> _To do_: In the records below, begin at the line that has "let timestamp = now();" and stop after the line that has "c.status == s))"; quote those lines verbatim and nothing more.

> _Records provided_:
#[async_trait]
impl CertificateRepository for InMemoryCertificateRepository {
    async fn create(&self, new: NewCertificate) -> Result<Certificate, RepositoryError> {
        let id = self.next_id.fetch_add(1, Ordering::SeqCst) + 1;
        let timestamp = now();
        let cert = Certificate {
            id,
            name: new.name,
            domain: new.domain,
            san_domains: new.san_domains,
            source_type: new.source_type,
            ca_provider: new.ca_provider,
            key_algorithm: new.key_algorithm,
            dns_provider_id: new.dns_provider_id,
            acme_email: new.acme_email,
            cloud_account_id: new.cloud_account_id,
            cloud_cert_id: None,
            status: new.status,
            auto_renew: new.auto_renew,
            renew_days_before: new.renew_days_before,
            certificate_pem: None,
            private_key_pem: None,
            chain_pem: None,
            not_before: None,
            not_after: None,
            fingerprint: None,
            issuer: None,
            subject: None,
            last_error: None,
            last_renew_at: None,
            created_at: timestamp,
            updated_at: timestamp,
        };
        self.rows.lock().await.insert(id, cert.clone());
        Ok(cert)
    }

    async fn get(&self, id: i32) -> Result<Option<Certificate>, RepositoryError> {
        Ok(self.rows.lock().await.get(&id).cloned())
    }

    async fn list(&self, filter: &CertificateFilter) -> Result<Page<Certificate>, RepositoryError> {
        let rows = self.rows.lock().await;
        let items: Vec<Certificate> = rows
            .values()
            .rev()
            .filter(|c| filter.status.map_or(true, |s| c.status == s))
            .filter(|c| filter.source_type.map_or(true, |s| c.source_type == s))
            .filter(|c| {
                filter
                    .domain
                    .as_deref()
                    .map_or(true, |d| c.domain.contains(d))
            })
            .cloned()
            .collect();
        Ok(paginate(items, filter.page, filter.page_size))
    }

    async fn update(
        &self,
        id: i32,
        update: CertificateUpdate,
    ) -> Result<Certificate, RepositoryError> {
        self.modify(id, |cert| {
            if let Some(name) = update.name {
                cert.name = name;
            }
            if let Some(auto_renew) = update.auto_renew {
                cert.auto_renew = auto_renew;
            }
            if let Some(days) = update.renew_days_before {
                cert.renew_days_before = days;
            }
            if let Some(provider_id) = update.dns_provider_id {
                cert.dns_provider_id = Some(provider_id);
            }
            if let Some(email) = update.acme_email {
                cert.acme_email = Some(email).filter(|e| !e.is_empty());
            }
        })
        .await
    }

    async fn delete(&self, id: i32) -> Result<(), RepositoryError> {
        self.rows
            .lock()
            .await
            .remove(&id)
            .map(|_| ())
            .ok_or_else(|| RepositoryError::NotFound(format!("certificate {}", id)))
    }

    async fn update_status(
        &self,
        id: i32,
        status: CertificateStatus,
        last_error: Option<String>,
    ) -> Result<(), RepositoryError> {
        self.modify(id, |cert| {
            cert.status = status;
            cert.last_error = last_error;
        })
        .await
        .map(|_| ())
    }

    async fn update_material(
        &self,
        id: i32,
        issued: &IssuedCertificate,
    ) -> Result<(), RepositoryError> {
        self.modify(id, |cert| {
            cert.certificate_pem = Some(issued.certificate_pem.clone());
            cert.private_key_pem = Some(issued.private_key_pem.clone());
            cert.chain_pem = issued.chain_pem.clone();
            cert.not_before = Some(issued.details.not_before);
            cert.not_after = Some(issued.details.not_after);
            cert.fingerprint = Some(issued.details.fingerprint.clone());
            cert.issuer = Some(issued.details.issuer.clone());
            cert.subject = Some(issued.details.subject.clone());
            cert.status = CertificateStatus::Active;
            cert.last_error = None;
            cert.last_renew_at = Some(now());
        })
        .await
        .map(|_| ())
    }

    async fn set_cloud_cert_id(
        &self,
        id: i32,
        cloud_cert_id: &str,
    ) -> Result<(), RepositoryError> {
        self.modify(id, |cert| cert.cloud_cert_id = Some(cloud_cert_id.to_string()))
            .await
            .map(|_| ())
    }

    async fn list_expiring(&self, now: UtcDateTime) -> Result<Vec<Certificate>, RepositoryError> {
        let mut due: Vec<Certificate> = self
            .rows
            .lock()
            .await
            .values()
            .filter(|c| ledger::is_due_for_renewal(c, now))
            .cloned()
            .collect();
        due.sort_by_key(|c| c.not_after);
        Ok(due)
    }

    async fn list_classifiable(&self) -> Result<Vec<Certificate>, RepositoryError> {
        Ok(self
            .rows
            .lock()
            .await
            .values()
            .filter(|c| c.not_after.is_some())
            .filter(|c| {
                !matches!(c.status, CertificateStatus::Expired | CertificateStatus::Error)
            })
            .cloned()
            .collect())
    }

    async fn list_pending_cloud(&self) -> Result<Vec<Certificate>, RepositoryError> {
        Ok(self
            .rows
            .lock()
            .await
            .values()
            .filter(|c| c.status == CertificateStatus::Pending)
            .filter(|c| c.source_type == SourceType::Cloud)
            .filter(|c| c.cloud_cert_id.as_deref().is_some_and(|id| !id.is_empty()))
            .cloned()
            .collect())
    }

    async fn count_by_status(&self) -> Result<HashMap<String, u64>, RepositoryError> {
        let mut counts = HashMap::new();
        for cert in self.rows.lock().await.values() {
            *counts.entry(cert.status.to_string()).or_insert(0) += 1;
        }
        Ok(counts)
    }
}

/// Task store whose claim is atomic under one lock, like the unique index
#[derive(Default)]
pub struct InMemoryTaskRepository {
    rows: Mutex<BTreeMap<i32, RenewTask>>,
    next_id: AtomicI32,
}
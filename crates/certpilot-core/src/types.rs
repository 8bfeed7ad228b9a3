//! Time aliases used by entities and domain models

use chrono::{DateTime as ChronoDateTime, Utc};

/// Datetime stored in `TIMESTAMPTZ` columns.
pub type DBDateTime = ChronoDateTime<Utc>;

/// Datetime used by domain models and scheduling arithmetic.
pub type UtcDateTime = ChronoDateTime<Utc>;

/// Current time as [`UtcDateTime`].
pub fn now() -> UtcDateTime {
    Utc::now()
}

> _Task result_:
        let timestamp = now();
        let cert = Certificate {
            id,
            name: new.name,
            domain: new.domain,
            san_domains: new.san_domains,
            source_type: new.source_type,
            ca_provider: new.ca_provider,
            key_algorithm: new.key_algorithm,
            dns_provider_id: new.dns_provider_id,
            acme_email: new.acme_email,
            cloud_account_id: new.cloud_account_id,
            cloud_cert_id: None,
            status: new.status,
            auto_renew: new.auto_renew,
            renew_days_before: new.renew_days_before,
            certificate_pem: None,
            private_key_pem: None,
            chain_pem: None,
            not_before: None,
            not_after: None,
            fingerprint: None,
            issuer: None,
            subject: None,
            last_error: None,
            last_renew_at: None,
            created_at: timestamp,
            updated_at: timestamp,
        };
        self.rows.lock().await.insert(id, cert.clone());
        Ok(cert)
    }

    async fn get(&self, id: i32) -> Result<Option<Certificate>, RepositoryError> {
        Ok(self.rows.lock().await.get(&id).cloned())
    }

    async fn list(&self, filter: &CertificateFilter) -> Result<Page<Certificate>, RepositoryError> {
        let rows = self.rows.lock().await;
        let items: Vec<Certificate> = rows
            .values()
            .rev()
            .filter(|c| filter.status.map_or(true, |s| c.status == s))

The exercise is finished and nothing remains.